Effect of a high-protein diet on development of heart failure in response to pressure overload.
Study Goal
The researchers aimed to determine whether a high-protein diet (30% energy intake) improves cardiac function and survival in rats with pressure overload-induced heart failure compared to a standard protein diet (18% energy intake).
Results Summary
The study found no significant differences in cardiac hypertrophy, contractile dysfunction, ventricular dilation, or mitochondrial oxidative capacity between the high-protein and standard-protein diets.

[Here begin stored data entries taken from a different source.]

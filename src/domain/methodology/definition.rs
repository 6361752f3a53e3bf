//! Methodology definition and its load-time validation.

use std::collections::HashSet;

use serde::Deserialize;
use thiserror::Error;

use super::{builtin, Phase, Question};
use crate::domain::foundation::{PhaseId, QuestionId, QuestionIdScheme};
use crate::domain::session::SessionError;

/// Raw, unvalidated methodology as read from a definition file.
#[derive(Debug, Clone, Deserialize)]
pub struct MethodologyDefinition {
    #[serde(default = "default_name")]
    pub name: String,
    #[serde(default = "default_version")]
    pub version: String,
    pub phases: Vec<Phase>,
}

fn default_name() -> String {
    "CORE Framework".to_string()
}

fn default_version() -> String {
    "1.0.0".to_string()
}

/// Errors raised when a methodology definition is rejected.
#[derive(Debug, Clone, PartialEq, Eq, Error)]
pub enum MethodologyError {
    #[error("Failed to parse methodology definition: {0}")]
    Parse(String),

    #[error("Methodology must define exactly 4 phases, found {0}")]
    WrongPhaseCount(usize),

    #[error("Phase at position {position} must be '{expected}', found '{found}'")]
    PhaseOutOfOrder {
        position: usize,
        expected: PhaseId,
        found: PhaseId,
    },

    #[error("Question id '{0}' is defined more than once")]
    DuplicateQuestion(QuestionId),

    #[error("Question id '{0}' follows no known naming scheme")]
    UnrecognizedIdScheme(QuestionId),

    #[error("Question id '{conflicting}' uses a different naming scheme than '{first}'")]
    MixedIdSchemes {
        first: QuestionId,
        conflicting: QuestionId,
    },

    #[error("Question '{question}' has min_length {min} greater than max_length {max}")]
    InvalidLengthBounds {
        question: QuestionId,
        min: usize,
        max: usize,
    },

    #[error("Question '{0}' has no prompt text")]
    EmptyQuestionText(QuestionId),
}

/// Validated, immutable four-phase methodology.
///
/// # Invariants
///
/// - exactly 4 phases, in `PhaseId::all()` order
/// - question ids unique across phases and all following one scheme
/// - `min_length <= max_length` for every question
#[derive(Debug, Clone, PartialEq, Eq)]
pub struct Methodology {
    name: String,
    version: String,
    phases: Vec<Phase>,
    id_scheme: Option<QuestionIdScheme>,
}

impl Methodology {
    /// Validates a raw definition.
    pub fn new(definition: MethodologyDefinition) -> Result<Self, MethodologyError> {
        let MethodologyDefinition {
            name,
            version,
            phases,
        } = definition;

        if phases.len() != PhaseId::all().len() {
            return Err(MethodologyError::WrongPhaseCount(phases.len()));
        }
        for (position, (phase, expected)) in phases.iter().zip(PhaseId::all()).enumerate() {
            if phase.id != *expected {
                return Err(MethodologyError::PhaseOutOfOrder {
                    position,
                    expected: *expected,
                    found: phase.id,
                });
            }
        }

        let mut seen = HashSet::new();
        let mut scheme: Option<(QuestionIdScheme, &QuestionId)> = None;
        for question in phases.iter().flat_map(|p| p.questions.iter()) {
            if !seen.insert(question.id.as_str()) {
                return Err(MethodologyError::DuplicateQuestion(question.id.clone()));
            }
            if question.text.trim().is_empty() {
                return Err(MethodologyError::EmptyQuestionText(question.id.clone()));
            }
            if question.min_length > question.max_length {
                return Err(MethodologyError::InvalidLengthBounds {
                    question: question.id.clone(),
                    min: question.min_length,
                    max: question.max_length,
                });
            }

            let this = question
                .id
                .scheme()
                .ok_or_else(|| MethodologyError::UnrecognizedIdScheme(question.id.clone()))?;
            match scheme {
                None => scheme = Some((this, &question.id)),
                Some((first, first_id)) if first != this => {
                    return Err(MethodologyError::MixedIdSchemes {
                        first: first_id.clone(),
                        conflicting: question.id.clone(),
                    });
                }
                Some(_) => {}
            }
        }
        let id_scheme = scheme.map(|(s, _)| s);

        Ok(Self {
            name,
            version,
            phases,
            id_scheme,
        })
    }

    /// Parses and validates a JSON definition.
    pub fn from_json(raw: &str) -> Result<Self, MethodologyError> {
        let definition: MethodologyDefinition =
            serde_json::from_str(raw).map_err(|e| MethodologyError::Parse(e.to_string()))?;
        Self::new(definition)
    }

    /// Parses and validates a YAML definition.
    pub fn from_yaml(raw: &str) -> Result<Self, MethodologyError> {
        let definition: MethodologyDefinition =
            serde_yaml::from_str(raw).map_err(|e| MethodologyError::Parse(e.to_string()))?;
        Self::new(definition)
    }

    /// The built-in 15-question CORE methodology.
    pub fn builtin() -> &'static Methodology {
        &builtin::BUILTIN
    }

    /// Assembles the built-in set; its validity is covered by tests.
    pub(super) fn from_trusted(name: &str, version: &str, phases: Vec<Phase>) -> Self {
        Self {
            name: name.to_string(),
            version: version.to_string(),
            phases,
            id_scheme: Some(QuestionIdScheme::SnakeCase),
        }
    }

    pub fn name(&self) -> &str {
        &self.name
    }

    pub fn version(&self) -> &str {
        &self.version
    }

    /// Phases in canonical order.
    pub fn phases(&self) -> &[Phase] {
        &self.phases
    }

    pub fn phase(&self, id: PhaseId) -> &Phase {
        &self.phases[id.order_index()]
    }

    /// Naming scheme of the question ids; `None` when there are no questions.
    pub fn id_scheme(&self) -> Option<QuestionIdScheme> {
        self.id_scheme
    }

    /// All questions in phase order.
    pub fn questions(&self) -> impl Iterator<Item = &Question> {
        self.phases.iter().flat_map(|p| p.questions.iter())
    }

    pub fn question(&self, question_id: &str) -> Option<&Question> {
        self.questions().find(|q| q.id.as_str() == question_id)
    }

    /// Returns the phase that owns `question_id`.
    pub fn phase_of(&self, question_id: &str) -> Option<&Phase> {
        self.phases
            .iter()
            .find(|p| p.question(question_id).is_some())
    }

    /// Checks an answer against the question it targets.
    ///
    /// # Errors
    ///
    /// - `UnknownQuestion` if the id is not defined
    /// - `ValidationFailed` if the answer exceeds the question's length cap
    pub fn validate_answer(&self, question_id: &str, value: &str) -> Result<&Question, SessionError> {
        let question = self
            .question(question_id)
            .ok_or_else(|| SessionError::unknown_question(question_id))?;
        if !question.accepts_length(value) {
            return Err(SessionError::validation(
                question_id,
                format!("Answer cannot exceed {} characters", question.max_length),
            ));
        }
        Ok(question)
    }
}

However, the high-protein diet significantly decreased survival in rats with advanced heart failure.
Population
Rats with pressure overload-induced heart failure (transverse aortic constriction model).
Effective Dosage
30% of energy intake from protein (high-protein diet) vs. 18% (standard diet).
Duration
14 weeks (initial assessment) and 22 weeks (advanced heart failure assessment).
Interactions
None mentioned
| Intervention | Direction | Endpoint | Population | Dosage | Impact | Claim # |
|---|---|---|---|---|---|---|
high-protein diet | no change | cardiac mass | rats with pressure overload induced heart failure | - | did not affect | #1 |
high-protein diet | no change | left ventricular volumes | rats with pressure overload induced heart failure | - | did not affect | #2 |
high-protein diet | no change | ejection fraction | rats with pressure overload induced heart failure | - | did not affect | #3 |
high-protein diet | no change | myocardial mitochondrial oxidative capacity | rats with pressure overload induced heart failure | - | did not affect | #4 |
high-protein diet | decrease | survival | rats with pressure overload induced heart failure | - | significantly decreased | #5 |
30% protein diet | no change | cardiac hypertrophy | rats with aortic constriction | - | found similar | #6 |
30% protein diet | no change | contractile dysfunction | rats with aortic constriction | - | found similar | #7 |
30% protein diet | no change | ventricular dilation | rats with aortic constriction | - | found similar | #8 |
30% protein diet | no change | decreased cardiac mitochondrial oxidative capacity | rats with aortic constriction | - | found similar | #9 |
30% protein diet | no change | cardiac mass | rats with more advanced heart failure | - | saw no difference | #10 |
30% protein diet | no change | left ventricular volume | rats with more advanced heart failure | - | saw no difference | #11 |
30% protein diet | no change | mitochondrial oxidative capacity | rats with more advanced heart failure | - | saw no difference | #12 |
30% protein diet | no change | resistance to permeability transition | rats with more advanced heart failure | - | saw no difference | #13 |
30% protein diet | decrease | survival with heart failure | rats with aortic constriction | - | modest but significant decrease | #14 |
Heart failure treatment guidelines provide no recommendations regarding the intake of protein, though it has been proposed that increasing protein intake may result in clinical improvement. High-protein intake might improve protein synthesis and cell function, and prevent deterioration in mitochondrial and left ventricular function. We assessed the effects of a high-protein diet on the development of heart failure characterized by cardiac hypertrophy, impaired mitochondrial oxidative metabolism and contractile dysfunction induced by transverse aortic constriction in rats. A standard diet with 18% of energy intake from protein was compared with a high-protein diet (30% of energy intake). First, we evaluated the effects of protein intake on the development of heart failure during 14 weeks of aortic constriction, and found similar cardiac hypertrophy, contractile dysfunction, ventricular dilation, and decreased cardiac mitochondrial oxidative capacity with both 18% and 30% protein. We then assessed more advanced heart failure, with 22 weeks of aortic constriction. We again saw no difference in cardiac mass, left ventricular volume, mitochondrial oxidative capacity or resistance to permeability transition between the 18% and 30% protein diets. There was a modest but significant decrease in survival with heart failure with the 30% protein diet compared with 18% protein (p < 0.003). In conclusion, consumption of a high-protein diet did not affect cardiac mass, left ventricular volumes or ejection fraction, or myocardial mitochondrial oxidative capacity in rats with pressure overload induced heart failure, but significantly decreased survival.